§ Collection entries
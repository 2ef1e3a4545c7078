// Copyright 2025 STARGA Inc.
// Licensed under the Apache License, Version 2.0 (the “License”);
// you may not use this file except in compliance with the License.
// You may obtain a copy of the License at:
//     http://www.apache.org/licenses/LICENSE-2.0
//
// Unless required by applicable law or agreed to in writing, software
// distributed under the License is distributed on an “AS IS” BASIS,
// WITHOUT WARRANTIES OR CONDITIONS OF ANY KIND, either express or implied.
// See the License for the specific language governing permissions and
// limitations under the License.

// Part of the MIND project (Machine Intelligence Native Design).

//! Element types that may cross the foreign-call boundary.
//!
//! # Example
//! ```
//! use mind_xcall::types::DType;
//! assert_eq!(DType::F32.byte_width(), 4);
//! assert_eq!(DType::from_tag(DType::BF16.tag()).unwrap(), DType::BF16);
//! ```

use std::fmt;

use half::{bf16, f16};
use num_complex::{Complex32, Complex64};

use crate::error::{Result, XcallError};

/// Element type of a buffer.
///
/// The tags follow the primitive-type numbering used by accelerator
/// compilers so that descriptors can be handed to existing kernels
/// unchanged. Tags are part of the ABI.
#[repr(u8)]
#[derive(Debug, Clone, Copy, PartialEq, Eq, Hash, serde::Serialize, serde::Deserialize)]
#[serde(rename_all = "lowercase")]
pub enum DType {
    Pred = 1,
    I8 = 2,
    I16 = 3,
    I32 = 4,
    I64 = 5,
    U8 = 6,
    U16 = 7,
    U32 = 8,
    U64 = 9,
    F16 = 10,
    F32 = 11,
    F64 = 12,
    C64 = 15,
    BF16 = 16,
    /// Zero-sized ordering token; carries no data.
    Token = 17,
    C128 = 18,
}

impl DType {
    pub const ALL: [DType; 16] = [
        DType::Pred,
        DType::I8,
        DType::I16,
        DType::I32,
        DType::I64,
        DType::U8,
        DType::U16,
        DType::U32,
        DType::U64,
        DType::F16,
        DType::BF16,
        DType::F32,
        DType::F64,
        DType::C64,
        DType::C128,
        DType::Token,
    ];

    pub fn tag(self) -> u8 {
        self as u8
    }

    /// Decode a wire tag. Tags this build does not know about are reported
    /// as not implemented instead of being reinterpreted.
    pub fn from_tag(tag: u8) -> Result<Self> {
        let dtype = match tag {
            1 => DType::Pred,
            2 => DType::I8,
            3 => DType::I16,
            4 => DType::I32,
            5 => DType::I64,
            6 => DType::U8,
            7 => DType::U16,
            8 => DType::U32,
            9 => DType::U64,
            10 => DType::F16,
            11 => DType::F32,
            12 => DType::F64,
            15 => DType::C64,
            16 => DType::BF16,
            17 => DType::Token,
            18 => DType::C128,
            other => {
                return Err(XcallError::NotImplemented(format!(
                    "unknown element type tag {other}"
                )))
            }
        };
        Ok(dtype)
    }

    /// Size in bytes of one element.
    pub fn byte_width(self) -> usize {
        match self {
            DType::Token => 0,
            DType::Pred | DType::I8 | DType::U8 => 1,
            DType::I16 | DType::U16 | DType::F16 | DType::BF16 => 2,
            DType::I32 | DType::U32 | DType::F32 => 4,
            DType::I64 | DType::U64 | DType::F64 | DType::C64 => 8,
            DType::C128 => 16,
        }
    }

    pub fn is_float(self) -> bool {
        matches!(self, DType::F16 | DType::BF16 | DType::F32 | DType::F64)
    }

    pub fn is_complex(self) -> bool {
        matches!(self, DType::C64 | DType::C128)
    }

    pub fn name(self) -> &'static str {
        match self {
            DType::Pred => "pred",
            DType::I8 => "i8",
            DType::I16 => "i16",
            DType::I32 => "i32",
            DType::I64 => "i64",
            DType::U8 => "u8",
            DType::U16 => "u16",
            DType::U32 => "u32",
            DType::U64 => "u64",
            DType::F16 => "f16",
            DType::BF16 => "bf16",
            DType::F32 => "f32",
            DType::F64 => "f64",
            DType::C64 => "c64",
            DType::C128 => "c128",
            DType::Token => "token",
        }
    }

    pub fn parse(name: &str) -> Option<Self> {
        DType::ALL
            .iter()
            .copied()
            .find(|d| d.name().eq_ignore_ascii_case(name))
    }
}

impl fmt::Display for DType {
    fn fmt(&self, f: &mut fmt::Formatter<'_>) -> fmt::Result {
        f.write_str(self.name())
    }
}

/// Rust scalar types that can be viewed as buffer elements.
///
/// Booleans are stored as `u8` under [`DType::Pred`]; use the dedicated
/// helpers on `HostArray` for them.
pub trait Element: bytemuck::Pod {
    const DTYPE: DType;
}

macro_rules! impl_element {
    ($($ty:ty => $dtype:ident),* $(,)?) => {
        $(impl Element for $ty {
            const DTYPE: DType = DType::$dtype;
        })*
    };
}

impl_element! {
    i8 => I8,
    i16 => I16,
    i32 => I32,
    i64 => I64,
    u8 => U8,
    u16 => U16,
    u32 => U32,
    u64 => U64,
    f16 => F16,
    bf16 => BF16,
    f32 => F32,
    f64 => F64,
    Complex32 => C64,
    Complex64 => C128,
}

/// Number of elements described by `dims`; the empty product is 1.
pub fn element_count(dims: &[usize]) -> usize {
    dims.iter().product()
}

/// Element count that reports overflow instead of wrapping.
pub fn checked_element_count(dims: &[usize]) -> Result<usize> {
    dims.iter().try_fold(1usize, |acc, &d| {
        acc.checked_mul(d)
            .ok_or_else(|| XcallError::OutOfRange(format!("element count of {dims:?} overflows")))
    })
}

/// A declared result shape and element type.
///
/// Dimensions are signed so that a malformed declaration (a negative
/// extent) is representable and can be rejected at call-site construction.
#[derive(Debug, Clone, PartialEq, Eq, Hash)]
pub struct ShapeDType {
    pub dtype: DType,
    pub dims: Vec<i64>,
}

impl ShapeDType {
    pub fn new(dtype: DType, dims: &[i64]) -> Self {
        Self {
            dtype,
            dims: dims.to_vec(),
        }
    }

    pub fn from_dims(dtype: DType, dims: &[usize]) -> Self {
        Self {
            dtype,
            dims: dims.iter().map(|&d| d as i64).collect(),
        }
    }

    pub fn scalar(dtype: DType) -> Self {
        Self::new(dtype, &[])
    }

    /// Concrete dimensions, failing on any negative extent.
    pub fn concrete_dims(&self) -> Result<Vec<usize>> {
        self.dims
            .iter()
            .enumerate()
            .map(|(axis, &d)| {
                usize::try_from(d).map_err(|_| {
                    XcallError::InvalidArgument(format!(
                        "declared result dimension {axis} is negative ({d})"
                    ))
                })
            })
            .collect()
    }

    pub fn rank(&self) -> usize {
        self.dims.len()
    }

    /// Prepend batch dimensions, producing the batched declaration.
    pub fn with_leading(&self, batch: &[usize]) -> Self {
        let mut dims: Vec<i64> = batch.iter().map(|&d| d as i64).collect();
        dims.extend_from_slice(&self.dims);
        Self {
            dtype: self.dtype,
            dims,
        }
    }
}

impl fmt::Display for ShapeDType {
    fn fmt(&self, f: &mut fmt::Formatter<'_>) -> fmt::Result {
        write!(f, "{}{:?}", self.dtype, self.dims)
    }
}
--
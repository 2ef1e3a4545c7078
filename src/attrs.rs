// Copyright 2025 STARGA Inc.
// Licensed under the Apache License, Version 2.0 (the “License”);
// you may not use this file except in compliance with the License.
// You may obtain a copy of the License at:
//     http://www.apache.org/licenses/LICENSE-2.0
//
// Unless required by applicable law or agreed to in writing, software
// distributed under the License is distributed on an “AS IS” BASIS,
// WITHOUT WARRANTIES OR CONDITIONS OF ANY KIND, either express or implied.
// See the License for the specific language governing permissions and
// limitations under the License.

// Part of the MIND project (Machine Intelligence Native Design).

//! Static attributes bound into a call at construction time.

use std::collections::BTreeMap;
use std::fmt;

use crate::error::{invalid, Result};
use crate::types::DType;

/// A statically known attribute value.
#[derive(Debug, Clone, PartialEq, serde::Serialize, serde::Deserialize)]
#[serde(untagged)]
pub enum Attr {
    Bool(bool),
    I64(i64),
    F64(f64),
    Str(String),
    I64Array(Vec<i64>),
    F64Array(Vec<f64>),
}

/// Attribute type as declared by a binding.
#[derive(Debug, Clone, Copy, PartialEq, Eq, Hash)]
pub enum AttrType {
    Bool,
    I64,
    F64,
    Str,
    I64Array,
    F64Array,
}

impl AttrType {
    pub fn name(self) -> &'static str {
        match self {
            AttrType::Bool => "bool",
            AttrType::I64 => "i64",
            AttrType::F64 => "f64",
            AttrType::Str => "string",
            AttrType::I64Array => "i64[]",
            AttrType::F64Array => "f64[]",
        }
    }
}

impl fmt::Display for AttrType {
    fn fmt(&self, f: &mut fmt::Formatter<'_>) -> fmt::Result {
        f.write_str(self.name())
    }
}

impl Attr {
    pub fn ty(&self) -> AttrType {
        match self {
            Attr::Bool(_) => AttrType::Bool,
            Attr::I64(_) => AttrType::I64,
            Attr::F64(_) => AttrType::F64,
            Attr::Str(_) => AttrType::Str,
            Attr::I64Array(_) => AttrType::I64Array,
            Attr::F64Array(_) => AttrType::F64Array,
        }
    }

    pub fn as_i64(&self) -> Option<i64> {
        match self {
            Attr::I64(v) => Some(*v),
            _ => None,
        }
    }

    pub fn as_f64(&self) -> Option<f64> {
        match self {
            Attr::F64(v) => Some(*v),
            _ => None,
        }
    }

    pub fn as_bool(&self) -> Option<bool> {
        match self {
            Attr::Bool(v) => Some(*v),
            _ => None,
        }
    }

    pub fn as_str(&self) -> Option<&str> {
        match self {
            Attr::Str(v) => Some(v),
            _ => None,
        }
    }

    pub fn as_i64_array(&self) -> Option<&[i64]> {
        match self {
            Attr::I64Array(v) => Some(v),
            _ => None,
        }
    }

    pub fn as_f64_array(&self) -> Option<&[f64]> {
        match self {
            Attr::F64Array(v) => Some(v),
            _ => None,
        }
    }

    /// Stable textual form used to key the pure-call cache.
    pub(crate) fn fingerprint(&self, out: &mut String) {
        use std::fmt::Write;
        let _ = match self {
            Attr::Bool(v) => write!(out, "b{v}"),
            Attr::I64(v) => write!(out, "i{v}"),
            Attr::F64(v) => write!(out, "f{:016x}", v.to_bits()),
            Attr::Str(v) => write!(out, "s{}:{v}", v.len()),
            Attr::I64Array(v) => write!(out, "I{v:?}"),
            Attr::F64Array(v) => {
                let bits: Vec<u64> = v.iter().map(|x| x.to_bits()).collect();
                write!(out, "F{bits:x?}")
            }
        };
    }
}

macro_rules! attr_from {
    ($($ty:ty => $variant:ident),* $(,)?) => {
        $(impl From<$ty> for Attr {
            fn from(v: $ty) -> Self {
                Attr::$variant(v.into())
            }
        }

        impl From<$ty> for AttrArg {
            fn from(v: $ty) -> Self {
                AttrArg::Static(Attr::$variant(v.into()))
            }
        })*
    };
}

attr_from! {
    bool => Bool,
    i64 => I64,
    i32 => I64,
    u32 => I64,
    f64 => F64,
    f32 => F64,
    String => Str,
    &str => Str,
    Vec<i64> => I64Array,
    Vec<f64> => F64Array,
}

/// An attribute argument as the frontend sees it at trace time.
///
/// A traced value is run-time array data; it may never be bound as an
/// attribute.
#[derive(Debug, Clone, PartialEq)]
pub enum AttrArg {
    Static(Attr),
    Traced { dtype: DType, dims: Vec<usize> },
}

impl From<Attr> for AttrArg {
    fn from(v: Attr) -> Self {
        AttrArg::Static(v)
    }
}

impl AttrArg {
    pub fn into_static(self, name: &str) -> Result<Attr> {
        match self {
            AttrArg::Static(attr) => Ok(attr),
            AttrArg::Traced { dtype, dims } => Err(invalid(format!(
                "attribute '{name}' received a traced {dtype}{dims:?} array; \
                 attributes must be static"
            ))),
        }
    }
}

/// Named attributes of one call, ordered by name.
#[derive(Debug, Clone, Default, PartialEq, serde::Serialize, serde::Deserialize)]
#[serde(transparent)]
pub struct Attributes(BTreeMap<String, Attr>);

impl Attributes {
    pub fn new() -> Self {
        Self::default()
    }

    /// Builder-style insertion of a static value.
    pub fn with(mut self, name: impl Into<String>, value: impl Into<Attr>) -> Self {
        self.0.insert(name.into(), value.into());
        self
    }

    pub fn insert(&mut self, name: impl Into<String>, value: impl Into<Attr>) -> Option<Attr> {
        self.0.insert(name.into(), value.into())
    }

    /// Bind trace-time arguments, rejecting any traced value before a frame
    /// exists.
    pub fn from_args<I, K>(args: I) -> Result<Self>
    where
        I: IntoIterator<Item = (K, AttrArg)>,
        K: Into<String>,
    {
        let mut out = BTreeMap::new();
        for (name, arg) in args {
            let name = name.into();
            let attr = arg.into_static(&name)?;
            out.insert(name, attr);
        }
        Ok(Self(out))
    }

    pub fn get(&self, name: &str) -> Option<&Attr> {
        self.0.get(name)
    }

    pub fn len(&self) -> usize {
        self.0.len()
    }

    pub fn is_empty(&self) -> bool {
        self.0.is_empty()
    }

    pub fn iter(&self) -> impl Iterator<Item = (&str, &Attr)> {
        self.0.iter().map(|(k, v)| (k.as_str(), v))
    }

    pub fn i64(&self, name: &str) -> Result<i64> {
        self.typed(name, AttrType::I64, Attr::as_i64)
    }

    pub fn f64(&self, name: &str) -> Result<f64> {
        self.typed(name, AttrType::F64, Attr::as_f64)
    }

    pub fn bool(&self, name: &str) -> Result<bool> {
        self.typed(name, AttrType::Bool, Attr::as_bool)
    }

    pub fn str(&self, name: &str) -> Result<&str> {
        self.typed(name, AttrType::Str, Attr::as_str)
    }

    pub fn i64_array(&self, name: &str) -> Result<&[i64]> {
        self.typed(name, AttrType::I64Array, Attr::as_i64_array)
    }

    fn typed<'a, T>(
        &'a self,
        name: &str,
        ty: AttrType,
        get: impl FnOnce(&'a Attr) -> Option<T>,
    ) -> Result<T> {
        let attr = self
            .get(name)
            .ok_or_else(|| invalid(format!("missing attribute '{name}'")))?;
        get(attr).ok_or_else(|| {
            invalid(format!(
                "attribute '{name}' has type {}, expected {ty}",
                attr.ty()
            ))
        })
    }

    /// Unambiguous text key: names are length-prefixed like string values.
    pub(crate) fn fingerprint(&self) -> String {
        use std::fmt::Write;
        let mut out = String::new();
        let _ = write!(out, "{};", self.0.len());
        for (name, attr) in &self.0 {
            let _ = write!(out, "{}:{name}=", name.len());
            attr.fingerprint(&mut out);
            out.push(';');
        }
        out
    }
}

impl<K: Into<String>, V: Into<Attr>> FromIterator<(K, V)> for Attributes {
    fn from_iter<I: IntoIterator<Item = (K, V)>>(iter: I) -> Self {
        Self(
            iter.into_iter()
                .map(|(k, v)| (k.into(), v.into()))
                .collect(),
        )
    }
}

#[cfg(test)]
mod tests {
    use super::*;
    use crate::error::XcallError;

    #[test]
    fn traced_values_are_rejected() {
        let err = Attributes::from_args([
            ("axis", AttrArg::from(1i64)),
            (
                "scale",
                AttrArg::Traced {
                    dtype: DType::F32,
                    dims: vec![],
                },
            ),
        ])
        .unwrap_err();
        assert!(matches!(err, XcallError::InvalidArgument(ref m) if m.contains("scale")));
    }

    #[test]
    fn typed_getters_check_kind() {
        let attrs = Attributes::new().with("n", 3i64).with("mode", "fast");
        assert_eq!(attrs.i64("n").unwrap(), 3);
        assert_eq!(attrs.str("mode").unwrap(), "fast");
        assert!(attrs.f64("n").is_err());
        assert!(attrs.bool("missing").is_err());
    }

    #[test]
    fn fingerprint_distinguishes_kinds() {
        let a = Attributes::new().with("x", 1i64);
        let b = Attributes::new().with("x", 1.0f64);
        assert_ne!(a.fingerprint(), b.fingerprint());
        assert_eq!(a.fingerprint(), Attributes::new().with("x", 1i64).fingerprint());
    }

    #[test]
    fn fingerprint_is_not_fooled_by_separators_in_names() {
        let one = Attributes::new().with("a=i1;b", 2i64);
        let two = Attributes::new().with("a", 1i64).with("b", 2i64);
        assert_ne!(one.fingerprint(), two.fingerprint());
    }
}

§ YOUR ASSIGNMENT
Scan the lines above for the word "Some" and copy every one where it occurs.

§ ANSWER TO THIS TASK
            Attr::I64(v) => Some(*v),
            Attr::F64(v) => Some(*v),
            Attr::Bool(v) => Some(*v),
            Attr::Str(v) => Some(v),
            Attr::I64Array(v) => Some(v),
            Attr::F64Array(v) => Some(v),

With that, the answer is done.